IMPLEMENTASI MANAJEMEN
BERBASIS SEKOLAH (MBS)
DI SMA
KABUPATEN ACEH UTARA
Oleh:
Jalaluddin1, Azwir2
1Dosen FKIP Pendidikan Biologi Universitas Serambi Mekkah
2Dosen
FKIP Pendidikan Biologi
Universitas Serambi Mekkah
Jala_usm@yahoo.co.id
Manajemen Berbasis
Sekolah merupakan salah satu model manajemen yang memberikan kewenangan yang
luas kepada sekolah untuk pengelolaan sekolah sesuai dengan potensi, tuntutan
dan kebutuhan sekolah. Penelitian ini bertujuan untuk mengetahui peningkatkan efesiensi pengelolaan
serta mutu dan relevansi pendidikan disekolah dan pengelolaan peran guru dan
kepala sekolah dalam meningkatkan mutu pendidikan. Metode yang digunakan
dalam penelitian ini adalah metode deskriptif dengan pendekatan kualitatif.
Kata
Kunci: Mutu Pendidikan, Staf pengajar dan
Kepala Sekolah
1. Pendahuluan
Pendidikan memiliki peran penting dalam memajukan kualitas Sumber Daya
Manusia (SDM) Indonesia. Sejalan dengan itu, pemerintah menetapkan visi
Pendidikan Nasional yaitu mewujudkan sistem pendidikan sebagai pranata sosial
yang kuat dan berwibawa untuk memberdayakan semua warga negara Indonesia agar
berkembang menjadi manusia yang berkualitas sehingga mampu dan proaktif
menjawab tantangan zaman yang selalu berubah.

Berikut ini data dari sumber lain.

//! The concrete [`AiTransport`] used in production: a WebSocket
//! connection to the speech-to-speech provider (spec §4.6 "opens a
//! connection to the remote AI provider"). Tests exercise the driver and
//! the uplink/downlink tasks against in-memory doubles instead.

use async_trait::async_trait;
use futures_util::{SinkExt, StreamExt};
use tokio::net::TcpStream;
use tokio_tungstenite::tungstenite::Message;
use tokio_tungstenite::{connect_async, MaybeTlsStream, WebSocketStream};
use tracing::debug;

use crate::ai::driver::AiTransport;
use crate::error::{BridgeError, Result};

pub struct WebSocketAiTransport {
    stream: WebSocketStream<MaybeTlsStream<TcpStream>>,
}

impl WebSocketAiTransport {
    /// Open the provider connection. `url` is a full `wss://` (or `ws://`
    /// for local testing) endpoint, deployment-configured per §4.6 step 1.
    pub async fn connect(url: &str) -> Result<Self> {
        let (stream, response) =
            connect_async(url).await.map_err(|e| BridgeError::Transport(format!("AI provider connect failed: {e}")))?;
        debug!(status = %response.status(), "AI provider websocket connected");
        Ok(Self { stream })
    }
}

#[async_trait]
impl AiTransport for WebSocketAiTransport {
    async fn send(&mut self, bytes: Vec<u8>) -> Result<()> {
        self.stream
            .send(Message::Binary(bytes.into()))
            .await
            .map_err(|e| BridgeError::Transport(format!("AI provider send failed: {e}")))
    }

    /// Returns the next event-stream chunk, or `None` on a clean close.
    /// Ping/pong/frame-control messages are consumed transparently —
    /// only `Binary`/`Text` payloads carry an event chunk.
    async fn recv(&mut self) -> Result<Option<Vec<u8>>> {
        loop {
            return match self.stream.next().await {
                Some(Ok(Message::Binary(bytes))) => Ok(Some(bytes.to_vec())),
                Some(Ok(Message::Text(text))) => Ok(Some(text.as_bytes().to_vec())),
                Some(Ok(Message::Close(_))) | None => Ok(None),
                Some(Ok(_)) => continue,
                Some(Err(e)) => Err(BridgeError::Transport(format!("AI provider recv failed: {e}"))),
            };
        }
    }

    async fn close(&mut self) -> Result<()> {
        self.stream.close(None).await.map_err(|e| BridgeError::Transport(format!("AI provider close failed: {e}")))
    }
}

Standar Pendidikan Nasional
memuat kriteria minimal tentang komponen pendidikan yang memungkinkan setiap
jenjang dan jalur pendidikan untuk mengembangkan pendidikan secara maksimal
sesuai dengan karakteristik dan kekhasan programnya. Standar nasional
pendidikan tinggi diatur seminimal mungkin untuk memberikan keleluasaan kepada
masing-masing satuan pendidikan pada jenjang pendidikan tinggi dalam
mengembangkan mutu layanan pendidikannya sesuai dengan program studi dan
keahlian dalam kerangka otonomi perguruan tinggi. (Sumber : Rencana Strategis
Kementerian Pendidikan Nasional 2010-2014).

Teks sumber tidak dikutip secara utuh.